Sunday, December 2, 2012

A521.7.4.RB_SienkiewiczRaymond

Back in the Spring of 2009, my ROTC detachment was completing preparatory training for a group of our sophomore cadets due to attend summer field training in Alabama. This pre-training experience itself wasn't exactly a walk in the park, bringing the same time management demands of being a cadet and a student, but adding in arriving earlier than the rest of the unit, being subject to have scrutiny in extra inspections and marching drills, and being given something of a simulated boot camp experience with much terser instruction techniques and greater expectations of independence.

I saw my peers just one year behind me going through this, and although I wasn't directly involved in their training other than being an assistant to the senior cadet that oversaw the training flight, I wanted to do something extra for them. Not that long ago I was in their position, and that experience plus the summer encampment was indeed difficult, but very empowering in 20/20 hindsight.

When it came time for the last session for last thoughts and questions, I asked my supervising cadet for a few minutes to tell my story. Looking back, I'm not too sure if it focused on any particular anomaly like Denning notes stories should do, but it did have something of a "things working out better than expected" tone that is a touch anomalous and mostly just a positive message.

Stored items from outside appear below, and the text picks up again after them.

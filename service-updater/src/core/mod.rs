//! Core domain model for the service updater.
//!
//! - Stage names, stage statuses and their transition rules
//! - Per-entity progress records
//! - Catalog service records and partial updates

mod entity;
mod service;
mod stage;

pub use entity::{EntityProgress, EntityRef, EntityStatus};
pub use service::{
    FaqRecord, PricingMode, PricingTier, ServiceRecord, ServiceUpdate, TierDuration,
};
pub use stage::{FailurePolicy, StageName, StageStatus};
//! Periodic sweep task.

use std::sync::Arc;
use std::time::Duration;
use tokio::sync::oneshot;
use tokio::task::JoinHandle;
use tokio::time::{interval, MissedTickBehavior};
use tracing::debug;

use super::{apply_sweep, StuckMonitor};
use crate::events::EventSink;
use crate::pipeline::BatchState;
use crate::utils::now_utc;

/// Handle to a running sweep task. Dropping it stops the task.
#[derive(Debug)]
pub struct MonitorHandle {
    stop: Option<oneshot::Sender<()>>,
    join: JoinHandle<()>,
}

impl MonitorHandle {
    /// Starts sweeping every `period` while `state` reports a running batch.
    ///
    /// The first sweep happens one full period after the start. A zero period
    /// is raised to one millisecond.
    #[must_use]
    pub fn spawn(
        monitor: Arc<StuckMonitor>,
        state: Arc<BatchState>,
        events: Arc<dyn EventSink>,
        period: Duration,
    ) -> Self {
        let (stop_tx, mut stop_rx) = oneshot::channel::<()>();
        let join = tokio::spawn(async move {
            let mut ticker = interval(period.max(Duration::from_millis(1)));
            ticker.set_missed_tick_behavior(MissedTickBehavior::Delay);
            ticker.tick().await;

            loop {
                tokio::select! {
                    _ = &mut stop_rx => break,
                    _ = ticker.tick() => {
                        if !state.is_running() {
                            break;
                        }
                        let report = monitor.sweep(state.tracker(), now_utc());
                        apply_sweep(&report, &state, events.as_ref());
                    }
                }
            }
            debug!("Stuck-state monitor stopped");
        });

        Self {
            stop: Some(stop_tx),
            join,
        }
    }

    /// Stops the task and waits for it to exit.
    pub async fn stop(mut self) {
        if let Some(stop) = self.stop.take() {
            let _ = stop.send(());
        }
        let _ = (&mut self.join).await;
    }
}

impl Drop for MonitorHandle {
    fn drop(&mut self) {
        if let Some(stop) = self.stop.take() {
            let _ = stop.send(());
        }
    }
}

Without immediately telling these sophomores who the protagonist my story was, I shared the fragment's of one cadets experience...forgetting their hat when they flew off, fumbling through parade steps, and their attempts at trying to play the leader on command. I shared an experience of what seemed like a rather bleak and less than ideal situation given how they'd been trained. The kicker though, was the fact that in the end all these less than ideal experiences turned into an opportunity to really learn what it meant to stop thinking so much and to have some basic confidence. On top of that, the protagonist in question not only found themselves to be relatively successful as a cadet, but they were from our detachment...and it was I, the one who was telling the story. One might say I stalked the potentially sensitive topic of "what if it's just not my month out there?" Rather than simply saying a platitude, I presented an account of this happening as well as what happened next.

That talk ended up being received with great ovation, and our Commandant said outright he was quite challenged to follow that up. It became something of a subtle legend within our class year. While I didn't necessarily impart any specific skill or technique, I did impart the knowledge of an experience to show that people with a very broad range of success at this one particular snapshot in their cadet career could still come out in very good shape over their junior and senior year of school. I shared the key value of confidence, and the good that can come of simply never quitting.